■ **WHAT THE TASK ASKS**
Only one portion of the data is to be written out: from the line bearing "use derive_more::Display;" through the line bearing "pub enum FactorCategory". Write it exactly as it appears.

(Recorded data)
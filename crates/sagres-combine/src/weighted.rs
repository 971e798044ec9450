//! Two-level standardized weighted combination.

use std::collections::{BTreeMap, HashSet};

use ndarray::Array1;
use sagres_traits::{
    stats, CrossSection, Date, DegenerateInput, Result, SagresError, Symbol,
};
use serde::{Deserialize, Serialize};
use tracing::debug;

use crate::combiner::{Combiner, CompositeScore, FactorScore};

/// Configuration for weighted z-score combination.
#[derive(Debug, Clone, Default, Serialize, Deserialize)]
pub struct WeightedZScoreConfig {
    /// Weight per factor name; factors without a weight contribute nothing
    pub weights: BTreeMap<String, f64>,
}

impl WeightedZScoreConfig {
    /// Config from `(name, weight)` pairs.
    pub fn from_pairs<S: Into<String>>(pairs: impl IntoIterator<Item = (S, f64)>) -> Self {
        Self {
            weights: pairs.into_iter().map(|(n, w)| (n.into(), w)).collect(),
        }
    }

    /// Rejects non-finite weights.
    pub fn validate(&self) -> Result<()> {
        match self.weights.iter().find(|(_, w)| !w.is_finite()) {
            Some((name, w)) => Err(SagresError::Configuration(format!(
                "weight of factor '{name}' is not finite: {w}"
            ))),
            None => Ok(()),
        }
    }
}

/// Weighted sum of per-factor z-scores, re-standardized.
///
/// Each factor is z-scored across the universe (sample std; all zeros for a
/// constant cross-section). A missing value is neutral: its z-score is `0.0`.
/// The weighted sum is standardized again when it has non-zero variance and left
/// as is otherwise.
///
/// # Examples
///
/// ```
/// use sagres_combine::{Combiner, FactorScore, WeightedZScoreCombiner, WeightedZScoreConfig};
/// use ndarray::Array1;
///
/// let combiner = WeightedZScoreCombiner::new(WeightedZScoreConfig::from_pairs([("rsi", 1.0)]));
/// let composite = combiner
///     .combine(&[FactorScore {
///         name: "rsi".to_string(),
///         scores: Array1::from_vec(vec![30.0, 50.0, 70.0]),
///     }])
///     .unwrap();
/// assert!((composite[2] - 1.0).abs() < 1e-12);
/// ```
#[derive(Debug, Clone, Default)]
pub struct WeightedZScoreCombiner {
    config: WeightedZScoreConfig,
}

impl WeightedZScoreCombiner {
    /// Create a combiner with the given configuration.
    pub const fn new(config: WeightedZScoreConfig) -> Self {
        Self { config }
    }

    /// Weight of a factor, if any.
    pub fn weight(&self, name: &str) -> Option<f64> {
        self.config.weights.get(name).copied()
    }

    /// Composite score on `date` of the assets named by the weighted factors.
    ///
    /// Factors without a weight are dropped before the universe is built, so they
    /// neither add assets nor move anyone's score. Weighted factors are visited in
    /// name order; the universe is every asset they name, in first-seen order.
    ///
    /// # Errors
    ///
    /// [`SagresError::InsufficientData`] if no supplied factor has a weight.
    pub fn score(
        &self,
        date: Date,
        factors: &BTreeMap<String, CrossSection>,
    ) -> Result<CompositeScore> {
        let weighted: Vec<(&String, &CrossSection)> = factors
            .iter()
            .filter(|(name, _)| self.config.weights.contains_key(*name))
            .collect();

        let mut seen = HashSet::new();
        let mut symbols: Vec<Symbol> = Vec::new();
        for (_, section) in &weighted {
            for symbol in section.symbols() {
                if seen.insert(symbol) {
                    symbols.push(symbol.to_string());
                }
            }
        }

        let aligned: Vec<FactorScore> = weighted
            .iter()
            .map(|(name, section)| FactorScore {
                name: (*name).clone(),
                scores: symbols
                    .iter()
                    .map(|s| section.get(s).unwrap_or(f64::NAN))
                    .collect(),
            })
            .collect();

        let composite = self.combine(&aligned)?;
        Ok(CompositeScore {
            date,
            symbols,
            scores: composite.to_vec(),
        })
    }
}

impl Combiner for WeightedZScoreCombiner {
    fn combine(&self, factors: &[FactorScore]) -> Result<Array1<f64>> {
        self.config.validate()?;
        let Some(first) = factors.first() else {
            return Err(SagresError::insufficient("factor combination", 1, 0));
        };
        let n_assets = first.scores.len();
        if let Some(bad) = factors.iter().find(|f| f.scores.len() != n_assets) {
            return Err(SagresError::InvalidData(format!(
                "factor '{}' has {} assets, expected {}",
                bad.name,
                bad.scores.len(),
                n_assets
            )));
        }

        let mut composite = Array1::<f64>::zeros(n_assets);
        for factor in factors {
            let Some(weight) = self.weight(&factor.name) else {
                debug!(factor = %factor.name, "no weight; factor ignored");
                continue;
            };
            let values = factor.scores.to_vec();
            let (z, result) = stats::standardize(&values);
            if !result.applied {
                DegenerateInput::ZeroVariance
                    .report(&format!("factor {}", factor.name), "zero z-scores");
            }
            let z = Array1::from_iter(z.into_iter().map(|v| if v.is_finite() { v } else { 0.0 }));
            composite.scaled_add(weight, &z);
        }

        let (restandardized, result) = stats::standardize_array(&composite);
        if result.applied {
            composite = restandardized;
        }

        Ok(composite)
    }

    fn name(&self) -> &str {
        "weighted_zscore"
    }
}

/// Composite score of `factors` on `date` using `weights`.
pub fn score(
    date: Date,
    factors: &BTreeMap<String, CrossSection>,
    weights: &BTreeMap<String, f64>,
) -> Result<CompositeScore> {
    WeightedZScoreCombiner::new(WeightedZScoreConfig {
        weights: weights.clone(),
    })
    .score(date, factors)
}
==
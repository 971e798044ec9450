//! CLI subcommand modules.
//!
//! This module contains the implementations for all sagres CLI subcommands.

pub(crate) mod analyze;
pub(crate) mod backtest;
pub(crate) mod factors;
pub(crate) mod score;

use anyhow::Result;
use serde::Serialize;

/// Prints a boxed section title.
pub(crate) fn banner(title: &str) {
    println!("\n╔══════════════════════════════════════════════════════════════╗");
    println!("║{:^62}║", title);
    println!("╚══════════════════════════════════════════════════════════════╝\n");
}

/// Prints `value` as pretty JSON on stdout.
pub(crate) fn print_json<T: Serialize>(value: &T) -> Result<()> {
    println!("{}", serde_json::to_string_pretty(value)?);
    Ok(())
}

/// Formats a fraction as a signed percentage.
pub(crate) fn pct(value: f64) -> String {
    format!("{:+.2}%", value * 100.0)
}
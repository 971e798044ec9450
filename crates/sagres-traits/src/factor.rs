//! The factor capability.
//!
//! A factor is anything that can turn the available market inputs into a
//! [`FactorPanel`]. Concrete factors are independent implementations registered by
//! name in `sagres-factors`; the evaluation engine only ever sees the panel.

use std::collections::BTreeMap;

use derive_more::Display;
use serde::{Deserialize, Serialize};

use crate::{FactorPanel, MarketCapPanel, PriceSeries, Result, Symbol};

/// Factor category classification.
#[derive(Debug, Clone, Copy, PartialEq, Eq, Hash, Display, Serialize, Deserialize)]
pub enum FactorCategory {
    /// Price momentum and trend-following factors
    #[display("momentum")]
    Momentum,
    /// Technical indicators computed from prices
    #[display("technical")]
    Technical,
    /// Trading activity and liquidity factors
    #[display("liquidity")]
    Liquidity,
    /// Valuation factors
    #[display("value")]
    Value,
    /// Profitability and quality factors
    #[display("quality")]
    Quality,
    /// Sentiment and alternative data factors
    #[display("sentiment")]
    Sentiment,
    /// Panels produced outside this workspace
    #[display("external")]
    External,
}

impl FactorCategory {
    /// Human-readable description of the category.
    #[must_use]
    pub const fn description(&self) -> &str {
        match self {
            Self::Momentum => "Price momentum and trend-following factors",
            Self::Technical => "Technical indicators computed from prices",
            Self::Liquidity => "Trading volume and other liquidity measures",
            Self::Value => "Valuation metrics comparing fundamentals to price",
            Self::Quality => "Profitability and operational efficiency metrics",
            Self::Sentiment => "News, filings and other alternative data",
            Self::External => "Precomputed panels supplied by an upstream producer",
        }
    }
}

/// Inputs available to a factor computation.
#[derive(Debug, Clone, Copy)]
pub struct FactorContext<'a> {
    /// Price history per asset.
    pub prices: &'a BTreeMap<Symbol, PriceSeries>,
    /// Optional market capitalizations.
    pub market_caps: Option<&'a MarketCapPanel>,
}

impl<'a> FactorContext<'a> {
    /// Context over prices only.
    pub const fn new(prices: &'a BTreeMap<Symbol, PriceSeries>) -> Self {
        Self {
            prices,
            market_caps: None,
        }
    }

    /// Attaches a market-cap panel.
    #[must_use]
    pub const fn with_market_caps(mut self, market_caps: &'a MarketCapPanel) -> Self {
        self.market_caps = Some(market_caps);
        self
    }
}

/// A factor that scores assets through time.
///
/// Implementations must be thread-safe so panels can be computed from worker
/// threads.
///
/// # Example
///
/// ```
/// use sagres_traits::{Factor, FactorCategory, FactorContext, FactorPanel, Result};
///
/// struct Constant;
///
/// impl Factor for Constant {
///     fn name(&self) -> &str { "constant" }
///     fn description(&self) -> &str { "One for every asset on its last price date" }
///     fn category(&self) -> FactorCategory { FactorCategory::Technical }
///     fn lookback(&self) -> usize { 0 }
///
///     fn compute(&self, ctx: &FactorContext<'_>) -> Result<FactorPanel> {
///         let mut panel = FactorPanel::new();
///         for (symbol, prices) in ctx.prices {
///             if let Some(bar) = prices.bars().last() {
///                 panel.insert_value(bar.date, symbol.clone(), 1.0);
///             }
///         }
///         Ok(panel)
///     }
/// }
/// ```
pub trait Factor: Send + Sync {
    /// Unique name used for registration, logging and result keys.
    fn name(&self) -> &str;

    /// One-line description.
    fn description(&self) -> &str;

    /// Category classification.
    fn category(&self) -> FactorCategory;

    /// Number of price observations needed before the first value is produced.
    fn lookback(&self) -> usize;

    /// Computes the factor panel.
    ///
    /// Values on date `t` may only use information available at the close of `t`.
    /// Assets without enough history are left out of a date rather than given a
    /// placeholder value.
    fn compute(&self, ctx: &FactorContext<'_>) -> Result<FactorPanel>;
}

■ **YOUR RESPONSE**
use derive_more::Display;
use serde::{Deserialize, Serialize};

use crate::{FactorPanel, MarketCapPanel, PriceSeries, Result, Symbol};

/// Factor category classification.
#[derive(Debug, Clone, Copy, PartialEq, Eq, Hash, Display, Serialize, Deserialize)]
pub enum FactorCategory {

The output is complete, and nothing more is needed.